If a data drive fails on a Cassandra server, does the whole node come down?
-Joe
On 1/20/2021 12:13 PM, Durity, Sean R wrote:
This is a great way to think through the problem and solution. I will
add that part of my calculation on failure time is how long does it
take to actually replace a drive and/or a server with (however many)
drives? We pay for very fast vendor SLAs. However, in reality, there
has been quite a bit more activity before any of those SLAs kicks in
and then the hardware is actually ready for use by Cassandra. So, I
calculate my needed capacity and preferred node sizes with those
factors included. (This is for on-prem hardware, not a
cloud-there’s-always-a-spare model.)
Sean Durity
*From:* Jeff Jirsa <jji...@gmail.com>
*Sent:* Wednesday, January 20, 2021 11:59 AM
*To:* cassandra <user@cassandra.apache.org>
*Subject:* [EXTERNAL] Re: Node Size
Not going to give a number other than to say that 1TB/instance is
probably super super super conservative in 2021. The modern number is
likely considerably higher. But let's look at this from first
principles. There's basically two things to worry about here:
1) Can you get enough CPU/memory to support a query load over that
much data, and
2) When that machine fails, what happens?
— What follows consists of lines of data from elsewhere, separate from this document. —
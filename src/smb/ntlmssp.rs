//! NTLMSSP CHALLENGE parsing for host metadata
//!
//! An SMB session setup response embeds an NTLMSSP CHALLENGE inside its
//! SPNEGO blob. Its target info AV pairs leak the host's NetBIOS and DNS
//! identity, forest name, and boot-relative timestamp; the version field
//! leaks the OS build. All of it is collected without authenticating.

use byteorder::{ByteOrder, LittleEndian};
use chrono::{DateTime, TimeZone, Utc};

use crate::context::ntlm::NegotiateFlags;
use crate::{ProbeError, Result};

const NTLMSSP_SIGNATURE: &[u8; 8] = b"NTLMSSP\0";
const WINDOWS_EPOCH_OFFSET_SECS: i64 = 11_644_473_600;

/// Identity and version information harvested from a CHALLENGE
#[derive(Debug, Clone, Default, PartialEq, serde::Serialize, serde::Deserialize)]
pub struct HostMetadata {
    pub netbios_computer_name: Option<String>,
    pub netbios_domain_name: Option<String>,
    pub dns_computer_name: Option<String>,
    pub dns_domain_name: Option<String>,
    pub dns_tree_name: Option<String>,
    /// Major.minor OS version from the NTLMSSP version field
    pub os_version: Option<String>,
    pub os_build_number: Option<u16>,
    /// Server clock at challenge generation
    pub challenge_timestamp: Option<DateTime<Utc>>,
    /// Native OS string from the SMBv1 session setup response
    pub native_os: Option<String>,
    pub native_lan_manager: Option<String>,
}

/// Locate an embedded NTLMSSP message in a larger buffer
pub(crate) fn find_ntlmssp(buf: &[u8]) -> Option<&[u8]> {
    buf.windows(8)
        .position(|w| w == NTLMSSP_SIGNATURE)
        .map(|pos| &buf[pos..])
}

/// Parse host metadata out of an NTLMSSP CHALLENGE message.
///
/// Unknown AV pair types are skipped; a truncated pair list yields
/// whatever was decodable before the damage. Parsing the same buffer
/// twice returns identical metadata.
pub fn parse_challenge_metadata(ntlm: &[u8]) -> Result<HostMetadata> {
    if ntlm.len() < 48 || &ntlm[0..8] != NTLMSSP_SIGNATURE {
        return Err(ProbeError::Protocol(
            "buffer does not hold an NTLMSSP message".to_string(),
        ));
    }
    if LittleEndian::read_u32(&ntlm[8..12]) != 2 {
        return Err(ProbeError::Protocol(
            "NTLMSSP message is not a CHALLENGE".to_string(),
        ));
    }

    let mut metadata = HostMetadata::default();
    let flags = NegotiateFlags::from_bits_retain(LittleEndian::read_u32(&ntlm[20..24]));

    // The version field sits right before the payload area referenced by
    // the target name offset
    let target_name_offset = LittleEndian::read_u32(&ntlm[16..20]) as usize;
    if flags.contains(NegotiateFlags::VERSION)
        && target_name_offset >= 56
        && target_name_offset <= ntlm.len()
    {
        let version = &ntlm[target_name_offset - 8..target_name_offset - 4];
        metadata.os_version = Some(format!("{}.{}", version[0], version[1]));
        metadata.os_build_number = Some(LittleEndian::read_u16(&version[2..4]));
    }

    let info_len = LittleEndian::read_u16(&ntlm[40..42]) as usize;
    let info_offset = LittleEndian::read_u32(&ntlm[44..48]) as usize;
    let Some(target_info) = info_offset
        .checked_add(info_len)
        .filter(|&end| end <= ntlm.len())
        .map(|end| &ntlm[info_offset..end])
    else {
        return Ok(metadata);
    };

    for (av_id, value) in lenient_av_pairs(target_info) {
        match av_id {
            0x0001 => metadata.netbios_computer_name = Some(from_utf16le(&value)),
            0x0002 => metadata.netbios_domain_name = Some(from_utf16le(&value)),
            0x0003 => metadata.dns_computer_name = Some(from_utf16le(&value)),
            0x0004 => metadata.dns_domain_name = Some(from_utf16le(&value)),
            0x0005 => metadata.dns_tree_name = Some(from_utf16le(&value)),
            0x0007 if value.len() == 8 => {
                metadata.challenge_timestamp =
                    filetime_to_datetime(LittleEndian::read_u64(&value));
            }
            _ => {}
        }
    }

    Ok(metadata)
}

/// AV pair walk that keeps whatever precedes a truncation instead of
/// discarding the whole list
fn lenient_av_pairs(data: &[u8]) -> Vec<(u16, Vec<u8>)> {
    let mut pairs = Vec::new();
    let mut off = 0usize;
    while off + 4 <= data.len() {
        let av_id = LittleEndian::read_u16(&data[off..off + 2]);
        let av_len = LittleEndian::read_u16(&data[off + 2..off + 4]) as usize;
        off += 4;
        if av_id == 0 {
            break;
        }
        let Some(end) = off.checked_add(av_len).filter(|&end| end <= data.len()) else {
            break;
        };
        pairs.push((av_id, data[off..end].to_vec()));
        off = end;
    }
    pairs
}

/// Native OS and LanMan strings trailing the security blob of an SMBv1
/// session setup response. `buf` is the full frame including the NetBIOS
/// prefix.
pub(crate) fn parse_native_strings(buf: &[u8]) -> Option<(String, String)> {
    if buf.len() < 47 {
        return None;
    }
    let blob_len = LittleEndian::read_u16(&buf[43..45]) as usize;

    // The strings start right after the blob, sometimes behind one byte
    // of alignment padding
    for start in [blob_len + 47, blob_len + 48] {
        if start >= buf.len() {
            continue;
        }
        let decoded = from_utf16le(&buf[start..]);
        let mut parts = decoded.split('\0').filter(|s| !s.is_empty());
        if let (Some(os), Some(lanman)) = (parts.next(), parts.next()) {
            if os.to_lowercase().contains("windows") {
                return Some((os.to_string(), lanman.to_string()));
            }
        }
    }
    None
}

pub(crate) fn from_utf16le(bytes: &[u8]) -> String {
    let units: Vec<u16> = bytes
        .chunks_exact(2)
        .map(LittleEndian::read_u16)
        .collect();
    String::from_utf16_lossy(&units)
}

fn filetime_to_datetime(filetime: u64) -> Option<DateTime<Utc>> {
    let secs = (filetime / 10_000_000) as i64 - WINDOWS_EPOCH_OFFSET_SECS;
    let nanos = ((filetime % 10_000_000) * 100) as u32;
    Utc.timestamp_opt(secs, nanos).single()
}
Let's set aside 1, because you can certainly find some query pattern
that works, e.g. write-only with time window compaction or something
where there's very little actual work to maintain state.
So focusing on 2, a few philosophical notes:
2.a) For each range, cassandra streams from one replica. That means if
you use a single token and RF=3, you're probably streaming from 3
hosts at a time
2.b) In cassandra 0.whatever to 3.11, streaming during replacement
presumed that you would only send a portion of each data file to the
new node, so it deserialized and reserialized most of the contents,
even if the whole file was being sent (in LCS, sending the whole file
is COMMON; in TWCS / STCS, it's less common)
2.c) Each data file doing the partial file streaming ser/deser uses
exactly one core/thread on the receiving side. Adding extra cpu doesnt
speed up streaming when you have to serialize/deserialize.
2.d) The more disks you put into a system, the more likely it is that
any disk on a host fails, so your frequency of failure will go up with
more disks.
What's that mean?
The time it takes to rebuild a failed node depends on:
- Whether or not you're using vnodes (recalling that Joey at Netflix
did some fun math that says lots of vnodes makes your chance of
outage/dataloss go up very very quickly)
- Whether or not you're using LCS (recalling that LCS is super IO
intensive compared to other compaction strategies)
- Whether or not you're running RAID on the host
Vnodes means more streaming sources, but also increases your chance of
an outage with concurrent host failures.
LCS means streaming is faster, but also requires a lot more IO to maintain
RAID is ... well, RAID. You're still doing the same type of rebuild
operation there, and losing capacity, so ... dont do that probably.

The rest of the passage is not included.